Yet Another Crossword Data Format

When starting our interactive crossword project, we looked for an existing crossword data format, but not many were documented and widely used. Not wishing to create Yet Another Standard (thanks, xkcd), we went with www.xwordinfo.com/JSON but it proved too error-prone, and forced a clumsy parse+build structure on the code. After several acrimonious intra-team discussions, we looked for ‘a better way’, and a new format was born.

version: standard v1
name: Crossword 15800
author: Julius
editor: Colin Inman
copyright: 2018, Financial Times
publisher: Financial Times
pubdate: 2018/03/07
size: 15x15
across:
- (1,1) 1. Reviewed bistrot/cafe <i>La Maison</i>: sandwiches "criminal" (10)
- (12,1) 6. ,10. Steer clear of wildcat general strike; it's a tragedy eerst (4)
- (1,3) 9. New salary caps not introduced at work; it gets up my nose (5,5)
- (12,3) 10. See 6 across (4)
- (4,5) 12. Live like a king with dad in castles in far-flung places (7,5)
- (1,7) 15. Got up and prepared the pizza base (6,3)
- (11,7) 17. She's an inspiration for occasionally weird author (5)
- (1,9) 18. Heads of Foreign Office committee unusually struggle to concentrate . . . . (5)
- (7,9) 19. . . . . as multiple channels stream Tory with excellent oratory skills (9)
- (1,11) 20. Design squalid sites as means to raise quick cash? (6,6)
- (1,13) 24. ,26. Suites arranged to suit Norwegian's booking? (4)
- (6,13) 25. Like the tale of bird fencing Romeo's mate's stolen car? (10)
- (1,15) 26. See 24 across (4)
- (6,15) 27. Fake uni degrees heavily attacked (5,5)
down:
- (1,1) 1. ,2. Somewhat hormonal, Isabella is an enigmatic figure (4)
- (3,1) 2. See 1 down (4)
- (5,1) 3. Didn't Trump go after journalist with court case? (8,4)
- (7,1) 4. Old Bill gathered wood (5)
- (9,1) 5. Hirsute character in Oxford University called Brown (9)
- (13,1) 7. In European empty bar I had dinner date resembling Edna (10)
- (15,1) 8. Rustic logs chopped for those making camp fire? (4,6)
- (11,4) 11. Names US mountains as stated by Yankee (12)
- (1,6) 13. Let rip guff; foul smell gets up one's nose! (7-3)
- (3,6) 14. Piece of ebony ruler? (5,5)
- (7,7) 16. Not for the first time, falls over, leaving artist to support old morthern church (4,5)
- (9,11) 21. Composer putting note in envelope (no stamp required) (5)
- (13,12) 22. ,23. Book a month to take over from glum donkey (4)
- (15,12) 23. See 22 down (4)

The above example of the new crossword data format describes Crossword No.15,800 Set by Julius on 2018/03/07,

A example of the new crossword data format

and drives an interactive version.

The new format

The crossword data format is a DSL, a Domain Specific Language, being an concise, clear, human-readable piece of text that specifies how to construct a simple crossword.

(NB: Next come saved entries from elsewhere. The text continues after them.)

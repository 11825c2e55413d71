//! Zip-packaging implementation of the artifact-compilation port.

use std::fs;
use std::io::{Cursor, Write};
use std::path::Path;

use tracing::{debug, info};
use walkdir::WalkDir;
use zip::write::SimpleFileOptions;
use zip::{CompressionMethod, DateTime, ZipWriter};

use pagekit_core::application::ports::{ArtifactCompiler, CompileError};
use pagekit_core::domain::{
    ArtifactDescriptor, ArtifactStatusReport, PathFilter, WorkspaceLayout,
};

/// Highest descriptor model major version this toolchain can package.
pub const SUPPORTED_MODEL_MAJOR: &str = "2";

/// Packages artifact directories into zip archives.
///
/// Archives are deterministic: entries are added in sorted path order with a
/// fixed timestamp, so compiling the same directory twice yields identical
/// bytes. That keeps targeted builds and tree builds byte-for-byte equal.
pub struct ZipArtifactCompiler {
    workspace: WorkspaceLayout,
    filter: PathFilter,
}

impl ZipArtifactCompiler {
    pub fn new(workspace: WorkspaceLayout) -> Self {
        Self {
            workspace,
            filter: PathFilter::default(),
        }
    }

    fn pack_directory(&self, dir: &Path) -> Result<Vec<u8>, CompileError> {
        let options = SimpleFileOptions::default()
            .compression_method(CompressionMethod::Deflated)
            .last_modified_time(DateTime::default());

        let mut writer = ZipWriter::new(Cursor::new(Vec::new()));
        for entry in WalkDir::new(dir).min_depth(1).sort_by_file_name() {
            let entry = entry.map_err(|e| CompileError::Io(e.into()))?;
            let relative = entry
                .path()
                .strip_prefix(dir)
                .map_err(|e| CompileError::Model(e.to_string()))?;
            let entry_name = relative.to_string_lossy().replace('\\', "/");

            if entry.file_type().is_dir() {
                writer
                    .add_directory(format!("{entry_name}/"), options)
                    .map_err(export_error)?;
            } else {
                writer
                    .start_file(entry_name, options)
                    .map_err(export_error)?;
                let bytes = fs::read(entry.path())?;
                writer.write_all(&bytes)?;
            }
        }
        let cursor = writer.finish().map_err(export_error)?;
        debug!(dir = %dir.display(), bytes = cursor.get_ref().len(), "artifact packaged");
        Ok(cursor.into_inner())
    }

    /// Status of the artifact `id` under `root`: it must be a well-shaped
    /// artifact directory with a parseable descriptor whose model version
    /// this toolchain supports.
    fn status_in(&self, root: &Path, id: &str) -> Result<ArtifactStatusReport, CompileError> {
        let artifact_dir = root.join(id);
        let is_artifact = self
            .filter
            .is_artifact_dir(&artifact_dir)
            .map_err(|e| CompileError::Io(std::io::Error::other(e.to_string())))?;
        if !is_artifact {
            return Ok(ArtifactStatusReport::incompatible(format!(
                "no artifact named '{id}' under {}",
                root.display()
            )));
        }

        let descriptor_path = artifact_dir.join(format!("{id}.json"));
        let descriptor = match ArtifactDescriptor::from_file(&descriptor_path) {
            Ok(descriptor) => descriptor,
            Err(e) => return Ok(ArtifactStatusReport::incompatible(e.to_string())),
        };

        match descriptor.model_version.as_deref() {
            None => Ok(ArtifactStatusReport::ok()),
            Some(version) if version.split('.').next() == Some(SUPPORTED_MODEL_MAJOR) => {
                Ok(ArtifactStatusReport::ok())
            }
            Some(version) => Ok(ArtifactStatusReport::incompatible(format!(
                "model version {version} is not supported (expected major version \
                 {SUPPORTED_MODEL_MAJOR})"
            ))),
        }
    }
}

impl ArtifactCompiler for ZipArtifactCompiler {
    fn build(
        &self,
        descriptor: &ArtifactDescriptor,
        artifact_dir: &Path,
    ) -> Result<Vec<u8>, CompileError> {
        info!(kind = %descriptor.kind, name = %descriptor.name, "packaging artifact");
        self.pack_directory(artifact_dir)
    }

    fn build_page(&self, id: &str) -> Result<Vec<u8>, CompileError> {
        let artifact_dir = self.workspace.pages().join(id);
        let is_artifact = self
            .filter
            .is_artifact_dir(&artifact_dir)
            .map_err(|e| CompileError::Io(std::io::Error::other(e.to_string())))?;
        if !is_artifact {
            return Err(CompileError::Model(format!(
                "'{id}' is not an artifact directory under {}",
                self.workspace.pages().display()
            )));
        }
        let descriptor = ArtifactDescriptor::from_file(&artifact_dir.join(format!("{id}.json")))
            .map_err(|e| CompileError::Model(e.to_string()))?;
        self.build(&descriptor, &artifact_dir)
    }

    fn page_status(&self, id: &str) -> Result<ArtifactStatusReport, CompileError> {
        self.status_in(&self.workspace.pages(), id)
    }

    fn fragment_status(&self, id: &str) -> Result<ArtifactStatusReport, CompileError> {
        self.status_in(&self.workspace.fragments(), id)
    }

    fn widget_status(&self, id: &str) -> Result<ArtifactStatusReport, CompileError> {
        self.status_in(&self.workspace.widgets(), id)
    }
}

fn export_error(e: zip::result::ZipError) -> CompileError {
    CompileError::Export(e.to_string())
}

#[cfg(test)]
mod tests {
    use super::*;

    use std::io::Read;

    use tempfile::TempDir;

    fn page_artifact(pages: &Path, name: &str, model_version: Option<&str>) {
        let dir = pages.join(name);
        fs::create_dir_all(dir.join("assets")).unwrap();
        let version = model_version
            .map(|v| format!(r#", "modelVersion": "{v}""#))
            .unwrap_or_default();
        fs::write(
            dir.join(format!("{name}.json")),
            format!(r#"{{"type": "page", "name": "{name}"{version}}}"#),
        )
        .unwrap();
        fs::write(dir.join("assets/app.css"), "body {}").unwrap();
    }

    fn compiler(tmp: &TempDir) -> ZipArtifactCompiler {
        let layout = WorkspaceLayout::new(tmp.path());
        fs::create_dir_all(layout.pages()).unwrap();
        ZipArtifactCompiler::new(layout)
    }

    #[test]
    fn packaging_is_deterministic() {
        let tmp = TempDir::new().unwrap();
        let compiler = compiler(&tmp);
        page_artifact(&compiler.workspace.pages(), "home", None);

        let first = compiler.build_page("home").unwrap();
        let second = compiler.build_page("home").unwrap();
        assert_eq!(first, second);
        assert!(!first.is_empty());
    }

    #[test]
    fn archive_contains_the_artifact_files() {
        let tmp = TempDir::new().unwrap();
        let compiler = compiler(&tmp);
        page_artifact(&compiler.workspace.pages(), "home", None);

        let bytes = compiler.build_page("home").unwrap();
        let mut archive = zip::ZipArchive::new(Cursor::new(bytes)).unwrap();

        let mut css = String::new();
        archive
            .by_name("assets/app.css")
            .unwrap()
            .read_to_string(&mut css)
            .unwrap();
        assert_eq!(css, "body {}");
        assert!(archive.by_name("home.json").is_ok());
    }

    #[test]
    fn targeted_build_equals_direct_build() {
        let tmp = TempDir::new().unwrap();
        let compiler = compiler(&tmp);
        let pages = compiler.workspace.pages();
        page_artifact(&pages, "home", None);

        let descriptor =
            ArtifactDescriptor::from_file(&pages.join("home/home.json")).unwrap();
        let direct = compiler.build(&descriptor, &pages.join("home")).unwrap();
        let targeted = compiler.build_page("home").unwrap();
        assert_eq!(direct, targeted);
    }

    #[test]
    fn building_an_unknown_page_is_a_model_error() {
        let tmp = TempDir::new().unwrap();
        let compiler = compiler(&tmp);
        let err = compiler.build_page("ghost").unwrap_err();
        assert!(matches!(err, CompileError::Model(_)));
    }

    #[test]
    fn status_is_compatible_for_supported_model_versions() {
        let tmp = TempDir::new().unwrap();
        let compiler = compiler(&tmp);
        let pages = compiler.workspace.pages();
        page_artifact(&pages, "plain", None);
        page_artifact(&pages, "versioned", Some("2.6"));

        assert!(compiler.page_status("plain").unwrap().compatible);
        assert!(compiler.page_status("versioned").unwrap().compatible);
    }

    #[test]
    fn status_rejects_unsupported_model_versions() {
        let tmp = TempDir::new().unwrap();
        let compiler = compiler(&tmp);
        page_artifact(&compiler.workspace.pages(), "future", Some("3.0"));

        let report = compiler.page_status("future").unwrap();
        assert!(!report.compatible);
        assert!(report.detail.unwrap().contains("3.0"));
    }

    #[test]
    fn status_rejects_missing_artifacts() {
        let tmp = TempDir::new().unwrap();
        let compiler = compiler(&tmp);
        let report = compiler.page_status("ghost").unwrap();
        assert!(!report.compatible);
    }

    #[test]
    fn status_rejects_malformed_descriptors() {
        let tmp = TempDir::new().unwrap();
        let compiler = compiler(&tmp);
        let dir = compiler.workspace.pages().join("broken");
        fs::create_dir_all(&dir).unwrap();
        fs::write(dir.join("broken.json"), "{not json").unwrap();

        let report = compiler.page_status("broken").unwrap();
        assert!(!report.compatible);
    }
}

It is written in YAML. Or rather, nearly YAML. The line items for each clue need to be wrapped in quotes in order to accommodate colons and speech marks in the clue. NB, currently our implementation fails to take this into account, parsing the text directly and not as YAML.

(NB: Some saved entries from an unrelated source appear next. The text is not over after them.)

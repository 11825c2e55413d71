//! Pagekit Core - artifact discovery, validation, and build pipeline.
//!
//! This crate provides the domain and application layers for the Pagekit
//! build tool, following hexagonal (ports and adapters) architecture.
//!
//! ## Architecture Overview
//!
//! ```text
//! ┌─────────────────────────────────────────┐
//! │           pagekit-cli (CLI)             │
//! └──────────────────┬──────────────────────┘
//!                    │ calls
//!                    ▼
//! ┌─────────────────────────────────────────┐
//! │         Application Layer               │
//! │  (BuildPipeline, ValidationTasks,       │
//! │   ArtifactScanner, tree walker)         │
//! └──────────────────┬──────────────────────┘
//!                    │ uses
//!                    ▼
//! ┌─────────────────────────────────────────┐
//! │      Application Ports (Traits)         │
//! │  (ArtifactCompiler, XmlValidator)       │
//! └──────────────────┬──────────────────────┘
//!                    │ implemented by
//!                    ▼
//! ┌─────────────────────────────────────────┐
//! │    pagekit-adapters (Infrastructure)    │
//! │  (ZipArtifactCompiler, XSD validator)   │
//! └─────────────────────────────────────────┘
//!                    │
//!                    ▼
//! ┌─────────────────────────────────────────┐
//! │        Domain Layer (Pure Logic)        │
//! │  (PathFilter, ArtifactDescriptor,       │
//! │   WorkspaceLayout, status reports)      │
//! └─────────────────────────────────────────┘
//! ```
//!
//! ## Usage
//!
//! ```rust,no_run
//! use pagekit_core::{
//!     application::BuildPipeline,
//!     domain::WorkspaceLayout,
//! };
//!
//! # fn demo(compiler: &dyn pagekit_core::application::ports::ArtifactCompiler) {
//! let workspace = WorkspaceLayout::new("/path/to/project");
//! let pipeline = BuildPipeline::new(compiler, workspace, "/path/to/target/pages");
//! pipeline.build_all().unwrap();
//! # }
//! ```

// Domain layer (stable, well-defined API)
pub mod domain;

// Application layer (orchestration logic)
pub mod application;

// Unified error types
pub mod error;

// Public API - what external crates should use
pub mod prelude {
    pub use crate::application::{
        ArtifactScanner, BuildPipeline, StatusProbe, UidValidationTask, ValidationTask,
        XmlValidationTask,
        ports::{ArtifactCompiler, XmlValidator, XmlValidatorFactory},
    };
    pub use crate::domain::{
        ArtifactDescriptor, ArtifactKind, ArtifactStatusReport, PathFilter, WorkspaceLayout,
    };
    pub use crate::error::{CoreError, CoreResult, ErrorCategory};
}

// Version info
pub const VERSION: &str = env!("CARGO_PKG_VERSION");
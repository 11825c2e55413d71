//! Artifact compatibility status.

/// Compatibility verdict for one artifact, produced by the external status
/// capability. This core never mutates a report, it only inspects it.
#[derive(Debug, Clone, PartialEq, Eq)]
pub struct ArtifactStatusReport {
    pub compatible: bool,
    pub detail: Option<String>,
}

impl ArtifactStatusReport {
    /// A fully compatible artifact.
    pub fn ok() -> Self {
        Self {
            compatible: true,
            detail: None,
        }
    }

    /// An incompatible artifact with a diagnostic message.
    pub fn incompatible(detail: impl Into<String>) -> Self {
        Self {
            compatible: false,
            detail: Some(detail.into()),
        }
    }
}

Blank lines and comments (starting with #) are ignored.

There are several mandatory fields such as ‘name’ (which should be unique across all the crosswords), ‘author’, and ‘size’.

Clues

The clues are grouped as lists named ‘across’ and ‘down’.

Each clue has the form: - (COORDINATES) IDs. Clue text (ANSWER)

COORDINATES are (across, down), with (1,1) being the top left square.

The IDs identify each clue, and also tie together subsequent (comma-separated) clue IDs for answers which straddle multiple positions on the grid, e.g., the clue ‘6 across‘ in the example grid above. The subsequent IDs numbers might have an associated ‘down’ or ‘across’ if needed to disambiguate when a particular clue id has both aspects.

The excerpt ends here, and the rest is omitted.